When I was in elementary school, I was diagnosed with attention deficit hyperactivity disorder. Since then, I have been given extra time on every test from pop quizzes to the ACT and the SAT until this year, when I stopped asking for it. During my freshman year of high school, I was one of about 30 students in a 600-person school who was given extra time. By the time I graduated, that number had ballooned to around 100, and the whole concept became a bit of a school-wide joke. The more I thought about it, the less fair extra time seemed to me.
At my high school and at other schools across the country, an ADHD diagnosis has become more of a way for rich parents to help their kids get better grades than it is a legitimate learning disorder. To be diagnosed, a child needs to demonstrate six of nine subjective traits including "often has difficulty organizing tasks and activities," "often talks excessively" and "often interrupts or intrudes on others."
The benefits of extra time are huge, and an ADHD diagnosis is easy to fake.
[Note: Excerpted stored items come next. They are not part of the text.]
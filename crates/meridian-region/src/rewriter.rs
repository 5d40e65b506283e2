//! Full regionalization pipeline: rules, marker, then switcher.

use std::collections::HashMap;

use crate::marker::inject_region_marker;
use crate::region::Region;
use crate::rules::RuleSet;
use crate::switcher::{inject_switcher, switcher_fragment};

/// Errors that can occur when preparing a rewriter.
#[derive(Debug, thiserror::Error)]
pub enum RewriteError {
    #[error("Failed to render region switcher: {0}")]
    Switcher(#[from] minijinja::Error),
}

/// Rewrites root-level pages for a region subfolder.
///
/// Switcher fragments are rendered once per region up front, so
/// [`Rewriter::rewrite`] itself cannot fail.
#[derive(Debug, Clone)]
pub struct Rewriter {
    rules: RuleSet,
    fragments: HashMap<Region, String>,
}

impl Rewriter {
    /// Create a rewriter for a build covering `built` regions.
    pub fn new(built: &[Region]) -> Result<Self, RewriteError> {
        Self::with_rules(RuleSet::subfolder(), built)
    }

    /// Create a rewriter with a custom rule set.
    pub fn with_rules(rules: RuleSet, built: &[Region]) -> Result<Self, RewriteError> {
        let mut fragments = HashMap::new();
        for region in Region::ALL {
            fragments.insert(region, switcher_fragment(region, built)?);
        }

        Ok(Self { rules, fragments })
    }

    /// Produce the page served from `<output>/<slug>/` for `region`.
    pub fn rewrite(&self, html: &str, region: Region) -> String {
        let out = self.rules.apply(html);
        let out = inject_region_marker(&out, region);

        match self.fragments.get(&region) {
            Some(fragment) => inject_switcher(&out, fragment),
            None => out,
        }
    }
}

#[cfg(test)]
mod tests {
    use super::*;

    const PAGE: &str = r##"<!DOCTYPE html>
<html lang="en">
<head>
  <link rel="stylesheet" href="Assets/base.css">
</head>
<body>
  <ul class="menu-list">
    <li><a href="/">Home</a></li>
    <li><a href="/pricing.html">Pricing</a></li>
    <li><a href="/#contact">Contact</a></li>
  </ul>
  <img src="img/hero.png">
  <script src="Assets/base.js"></script>
</body>
</html>
"##;

    #[test]
    fn rewrites_full_page() {
        let rewriter = Rewriter::new(&Region::ALL).unwrap();
        let out = rewriter.rewrite(PAGE, Region::Ca);

        assert!(out.contains(r#"<html lang="en" data-region="CA">"#));
        assert!(out.contains(r#"href="index.html""#));
        assert!(out.contains(r#"href="pricing.html""#));
        assert!(out.contains(r##"href="index.html#contact""##));
        assert!(out.contains(r#"src="../img/hero.png""#));
        assert!(out.contains(r#"href="../Assets/base.css""#));
        assert!(out.contains(r#"src="../Assets/base.js""#));
        assert!(!out.contains(r#"href="/pricing.html""#));
        assert!(!out.contains(r#"href="/#"#));
        assert!(out.contains("label:'United States'"));
    }

    #[test]
    fn switcher_sits_before_body_close() {
        let rewriter = Rewriter::new(&[Region::Us, Region::Au]).unwrap();
        let out = rewriter.rewrite(PAGE, Region::Us);

        let script = out.find("<script>").unwrap();
        let body_close = out.find("</body>").unwrap();
        assert!(script < body_close);
        assert!(out.contains("label:'Australia'"));
        assert!(!out.contains("Canada"));
    }

    #[test]
    fn output_is_deterministic() {
        let rewriter = Rewriter::new(&Region::ALL).unwrap();
        assert_eq!(
            rewriter.rewrite(PAGE, Region::Au),
            rewriter.rewrite(PAGE, Region::Au)
        );
    }
}
//! Multi-region static site generator.
//!
//! Bundles script and style entry points, renders every registered page once
//! per region into `<output>/<slug>/`, places a geo-dispatch page at the
//! output root and copies static asset folders alongside.

pub mod builder;
pub mod bundle;
pub mod copy;
pub mod emit;
pub mod pages;
pub mod templates;

pub use builder::{BuildConfig, BuildError, BuildResult, StaticBuilder};
pub use bundle::{AssetBundler, AssetKind, BundledAsset};
pub use emit::{EmitReport, EmittedPage};
pub use meridian_region::Region;
pub use pages::{PageRegistry, PageSource};
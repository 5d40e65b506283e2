//! Production build command.

use anyhow::{Context, Result};
use meridian_static::StaticBuilder;

use crate::config::ConfigFile;

/// Run the build command.
pub async fn run(site: ConfigFile) -> Result<()> {
    tracing::info!("Building static site...");

    let config = site.build_config();
    let builder = StaticBuilder::new(config);

    let result = tokio::task::spawn_blocking(move || builder.build())
        .await
        .context("Build task panicked")?
        .context("Build failed")?;

    for (region, page) in &result.pages.skipped {
        tracing::debug!("Skipped {}/{}.html (no source)", region.slug(), page);
    }

    tracing::info!(
        "Built {} pages and {} assets, copied {} files in {}ms",
        result.pages.emitted.len(),
        result.assets.len(),
        result.copied,
        result.duration_ms
    );

    tracing::info!("Output: {}", result.output_dir.display());

    Ok(())
}
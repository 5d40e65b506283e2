//! Per-region page emission.

use std::fs;
use std::path::{Path, PathBuf};

use meridian_region::{Region, Rewriter};

use crate::builder::BuildError;
use crate::pages::PageRegistry;

/// A page written for one region.
#[derive(Debug, Clone, PartialEq, Eq)]
pub struct EmittedPage {
    pub region: Region,
    pub page: String,
    pub path: PathBuf,
}

/// Outcome of emitting the page registry.
#[derive(Debug, Default)]
pub struct EmitReport {
    /// Pages written, in emission order
    pub emitted: Vec<EmittedPage>,

    /// Page/region pairs with no source file
    pub skipped: Vec<(Region, String)>,
}

/// Render every registered page for every region in `regions`.
///
/// Output goes to `<output_dir>/<slug>/<page>.html`. A page whose source is
/// missing for a region is skipped and recorded, not treated as an error.
pub fn emit_pages(
    registry: &PageRegistry,
    rewriter: &Rewriter,
    regions: &[Region],
    source_dir: &Path,
    output_dir: &Path,
) -> Result<EmitReport, BuildError> {
    let mut report = EmitReport::default();

    for &region in regions {
        let region_dir = output_dir.join(region.slug());
        fs::create_dir_all(&region_dir)
            .map_err(|e| BuildError::WriteError(format!("{}: {}", region_dir.display(), e)))?;

        for (page, source) in registry.iter() {
            let Some(file) = source.file_for(region) else {
                tracing::debug!("No {} source for page {}", region, page);
                report.skipped.push((region, page.to_string()));
                continue;
            };

            let src = source_dir.join(file);
            if !src.is_file() {
                tracing::debug!("Skipping {}/{}.html: {} not found", region.slug(), page, file);
                report.skipped.push((region, page.to_string()));
                continue;
            }

            let content = fs::read_to_string(&src)
                .map_err(|e| BuildError::ReadError(format!("{}: {}", src.display(), e)))?;

            let dest = region_dir.join(format!("{page}.html"));
            fs::write(&dest, rewriter.rewrite(&content, region))
                .map_err(|e| BuildError::WriteError(format!("{}: {}", dest.display(), e)))?;

            tracing::info!("  {}/{}.html", region.slug(), page);

            report.emitted.push(EmittedPage {
                region,
                page: page.to_string(),
                path: dest,
            });
        }
    }

    Ok(report)
}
I know at least two people who openly admit to faking their way through the psychiatric evaluation because they wanted a prescription for Adderall and extended time on tests. According to the Center for Disease Control, diagnoses of ADHD rose 22 percent in the four-year period from 2003 to 2007 alone. Diagnoses also vary substantially by region and are disproportionately more frequent on the East Coast. In North Carolina, 15.6 percent of teens were diagnosed with ADHD in 2008, compared to only 5.6 percent in Nevada. Such high variation in diagnosis among states should not occur for a disorder that is supposed to be primarily genetic.
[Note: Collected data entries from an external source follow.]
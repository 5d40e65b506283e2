//! Testimonial carousels: a quote slider and an image slider that drive each
//! other.

use serde_json::{json, Value};

/// One slider bound to a container selector.
#[derive(Debug, Clone, PartialEq)]
pub struct Slider {
    pub selector: String,
    pub options: Value,
}

/// Two sliders linked through each other's controller.
///
/// Both containers must be on the page; otherwise neither is created.
#[derive(Debug, Clone, PartialEq)]
pub struct SwiperPair {
    pub quotes: Slider,
    pub images: Slider,
}

impl SwiperPair {
    /// The testimonials section pair.
    pub fn testimonials() -> Self {
        Self {
            quotes: Slider {
                selector: ".swiper-containe1".to_string(),
                options: json!({ "effect": "fade" }),
            },
            images: Slider {
                selector: ".swiper-containe2".to_string(),
                options: json!({
                    "spaceBetween": 20,
                    "navigation": {
                        "nextEl": ".swiper-button-next-testimonials",
                        "prevEl": ".swiper-button-prev-testimonials",
                    },
                }),
            },
        }
    }

    /// Whether the sliders should be created, given which selectors are present
    /// and whether the slider library loaded.
    pub fn should_mount(&self, present: impl Fn(&str) -> bool, library_loaded: bool) -> bool {
        library_loaded && present(&self.quotes.selector) && present(&self.images.selector)
    }

    /// Configuration for the host binding: both sliders and their controller
    /// links.
    pub fn to_config(&self) -> Value {
        json!({
            "sliders": [
                { "selector": self.quotes.selector, "options": self.quotes.options },
                { "selector": self.images.selector, "options": self.images.options },
            ],
            "controls": [
                [self.quotes.selector, self.images.selector],
                [self.images.selector, self.quotes.selector],
            ],
        })
    }
}

#[cfg(test)]
mod tests {
    use super::*;

    #[test]
    fn testimonials_config_links_both_sliders() {
        let config = SwiperPair::testimonials().to_config();

        assert_eq!(config["sliders"][0]["options"]["effect"], "fade");
        assert_eq!(config["sliders"][1]["options"]["spaceBetween"], 20);
        assert_eq!(
            config["sliders"][1]["options"]["navigation"]["nextEl"],
            ".swiper-button-next-testimonials"
        );
        assert_eq!(
            config["controls"],
            json!([
                [".swiper-containe1", ".swiper-containe2"],
                [".swiper-containe2", ".swiper-containe1"],
            ])
        );
    }

    #[test]
    fn mounts_only_with_both_containers_and_library() {
        let pair = SwiperPair::testimonials();

        assert!(pair.should_mount(|_| true, true));
        assert!(!pair.should_mount(|_| true, false));
        assert!(!pair.should_mount(|s| s == ".swiper-containe1", true));
    }
}
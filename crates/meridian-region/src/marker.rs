//! `data-region` marker on the root element.

use std::sync::LazyLock;

use regex::{NoExpand, Regex};

use crate::region::Region;

static HTML_OPEN_RE: LazyLock<Regex> =
    LazyLock::new(|| Regex::new(r"(?i)<html([^>]*)>").expect("Invalid html tag regex"));

static DATA_REGION_RE: LazyLock<Regex> = LazyLock::new(|| {
    Regex::new(r#"(?i)\sdata-region\s*=\s*(?:"[^"]*"|'[^']*'|[^\s>]+)"#)
        .expect("Invalid data-region regex")
});

/// Tag the first `<html>` start tag with `data-region="<ID>"`.
///
/// An existing `data-region` attribute has its value replaced, so the marker
/// appears exactly once however many times this runs. Pages without an
/// `<html>` tag are returned unchanged.
pub fn inject_region_marker(html: &str, region: Region) -> String {
    let Some(attrs) = HTML_OPEN_RE.captures(html).and_then(|caps| caps.get(1)) else {
        tracing::debug!(region = %region, "No <html> tag, skipping region marker");
        return html.to_string();
    };

    let marker = format!(r#" data-region="{}""#, region.id());
    let existing = attrs.as_str();

    let new_attrs = if DATA_REGION_RE.is_match(existing) {
        DATA_REGION_RE
            .replace(existing, NoExpand(&marker))
            .into_owned()
    } else {
        format!("{existing}{marker}")
    };

    let mut out = String::with_capacity(html.len() + marker.len());
    out.push_str(&html[..attrs.start()]);
    out.push_str(&new_attrs);
    out.push_str(&html[attrs.end()..]);
    out
}
//! Watch mode for meridian sites.
//!
//! Bundles assets into the source tree, rebuilds them when sources change and
//! serves the tree locally with a WebSocket live-reload channel.

pub mod reload;
pub mod server;
pub mod watcher;

pub use reload::{ReloadHub, ReloadMessage};
pub use server::{DevServer, DevServerConfig, ServerError};
pub use watcher::{FileWatcher, WatchEvent, WatchScope};
use std::sync::Arc;

use tokio::sync::{Mutex, MutexGuard, RwLock};

use crate::models::Collection;

/// Lifecycle of the catalog slot
#[derive(Debug, Clone, Default)]
pub enum CacheSlot {
    #[default]
    Empty,
    Populated(Arc<Collection>),
}

/// Process-wide holder of the most recently loaded collection
///
/// Written once by the loader, read by every query afterwards. Nothing refreshes it;
/// a new dataset is only observed after a restart (or an explicit [`CatalogCache::reset`]).
#[derive(Debug, Default)]
pub struct CatalogCache {
    slot: RwLock<CacheSlot>,
    /// Admits one first-load at a time
    load_gate: Mutex<()>,
}

impl CatalogCache {
    pub fn new() -> Self {
        Self::default()
    }

    /// Snapshot of the cached collection, if any
    pub async fn get(&self) -> Option<Arc<Collection>> {
        match &*self.slot.read().await {
            CacheSlot::Empty => None,
            CacheSlot::Populated(collection) => Some(collection.clone()),
        }
    }

    pub async fn state(&self) -> CacheSlot {
        self.slot.read().await.clone()
    }

    pub(crate) async fn store(&self, collection: Collection) -> Arc<Collection> {
        let collection = Arc::new(collection);
        *self.slot.write().await = CacheSlot::Populated(collection.clone());
        collection
    }

    pub(crate) async fn admit_load(&self) -> MutexGuard<'_, ()> {
        self.load_gate.lock().await
    }

    /// Drops the cached collection so the next load reads the source again
    pub async fn reset(&self) {
        *self.slot.write().await = CacheSlot::Empty;
    }
}
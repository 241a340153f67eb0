mod item;
mod manifest;

pub use item::{Collection, Item, Stream};
pub use manifest::{CatalogDescriptor, Manifest};
use axum::{
    extract::{Query, State},
    Extension, Json,
};
use serde::{Deserialize, Serialize};
use serde_json::{json, Value};

use crate::{
    error::{AppError, AppResult},
    middleware::request_id::RequestId,
    models::{Item, Manifest, Stream},
    services::{filter_by_type, streams_for, CacheSlot},
};

use super::AppState;

// Request/Response types

#[derive(Debug, Deserialize)]
pub struct CatalogQuery {
    pub search: Option<String>,
    #[serde(rename = "type")]
    pub item_type: Option<String>,
}

#[derive(Debug, Deserialize)]
pub struct StreamQuery {
    pub id: Option<String>,
}

/// Catalog entry as shown in the client's browse view
#[derive(Debug, Serialize)]
pub struct MetaPreview {
    #[serde(rename = "type", skip_serializing_if = "Option::is_none")]
    pub item_type: Option<String>,
    pub id: String,
    #[serde(skip_serializing_if = "Option::is_none")]
    pub name: Option<String>,
    #[serde(skip_serializing_if = "Option::is_none")]
    pub poster: Option<String>,
    #[serde(skip_serializing_if = "Option::is_none")]
    pub description: Option<String>,
}

impl From<Item> for MetaPreview {
    fn from(item: Item) -> Self {
        Self {
            item_type: item.item_type,
            id: item.id,
            name: item.name,
            poster: item.poster,
            description: item.description,
        }
    }
}

#[derive(Debug, Serialize)]
pub struct CatalogResponse {
    pub metas: Vec<MetaPreview>,
}

#[derive(Debug, Serialize)]
pub struct StreamsResponse {
    pub streams: Vec<Stream>,
}

// Handlers

/// Health check endpoint. Reports cache state without triggering a load.
pub async fn health_check(State(state): State<AppState>) -> Json<Value> {
    match state.loader.cache().state().await {
        CacheSlot::Empty => Json(json!({ "status": "healthy", "loaded": false, "items": 0 })),
        CacheSlot::Populated(collection) => Json(json!({
            "status": "healthy",
            "loaded": true,
            "items": collection.len(),
            "loaded_at": collection.loaded_at,
        })),
    }
}

/// Static addon descriptor
pub async fn manifest() -> Json<Manifest> {
    Json(Manifest::addon())
}

/// Search and filter the catalog
pub async fn catalog(
    State(state): State<AppState>,
    Extension(request_id): Extension<RequestId>,
    Query(params): Query<CatalogQuery>,
) -> AppResult<Json<CatalogResponse>> {
    state.loader.load().await?;

    let item_type = params.item_type.as_deref().filter(|t| !t.is_empty());
    let items = state.catalog.search(params.search.as_deref()).await?;
    let items = filter_by_type(items, item_type);

    tracing::info!(
        request_id = %request_id,
        search = params.search.as_deref().unwrap_or_default(),
        item_type = item_type.unwrap_or_default(),
        results = items.len(),
        "Catalog query completed"
    );

    Ok(Json(CatalogResponse {
        metas: items.into_iter().map(MetaPreview::from).collect(),
    }))
}

/// Playable streams for one item
pub async fn stream(
    State(state): State<AppState>,
    Extension(request_id): Extension<RequestId>,
    Query(params): Query<StreamQuery>,
) -> AppResult<Json<StreamsResponse>> {
    state.loader.load().await?;

    let id = params
        .id
        .filter(|id| !id.is_empty())
        .ok_or_else(|| AppError::InvalidInput("Missing id parameter".to_string()))?;

    let item = state
        .catalog
        .find_by_id(&id)
        .await?
        .ok_or_else(|| AppError::NotFound("Item not found".to_string()))?;

    let streams = streams_for(&item);
    tracing::info!(
        request_id = %request_id,
        id = %id,
        streams = streams.len(),
        "Streams resolved"
    );

    Ok(Json(StreamsResponse { streams }))
}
That said, legitimate learning disorders do exist, and not all and perhaps not even most people who use extra time do so in bad conscience. In general, however, granting some students extended time on tests gives those students an unfair advantage over other students.
A test with a time limit inherently evaluates students on both mastery of the material and speed. If someone were bad at calculus, would they get to take a trigonometry test because they can't handle the harder test? Of course not. The idea is ludicrous. Some students have difficulty coping with one of the constraints that is supposed to make the test challenging. This is how tests are supposed to work. Similarly, it is unfair to grant extra time to ADHD students on tests like timed writing, where time is the major constraint.
Extending time on tests for people who have ADHD is designed to even the playing field. However, according to a study by the College Board, students who receive extended time actually perform better on average on the SAT than those that do not. Perhaps this is because students with extra time receive an unfair advantage. There is also a disparity in the demographics of those who successfully complete the process of applying for extended time. According to a 2000 audit in California, those who receive extended time on the SAT are disproportionately white, wealthy and attend private schools.
People often justify the present situation of granting some students extended time by arguing that, in the real world, there will be a much larger emphasis on our processing power as opposed to our speed and that time constraints are usually placed on tests more for convenience than anything else. However, if time is going to be a factor in any test, it is only fair that the same time constraints be placed on everyone.
I'll be the first to admit that I probably wouldn't be here if I hadn't used extra time in high school. On the SAT alone, that advantage helped me and 55,000 other students a year achieve higher scores on one of the most important tests we will ever take. The effect of our efforts to make the education system more fair seems to have had the opposite effect.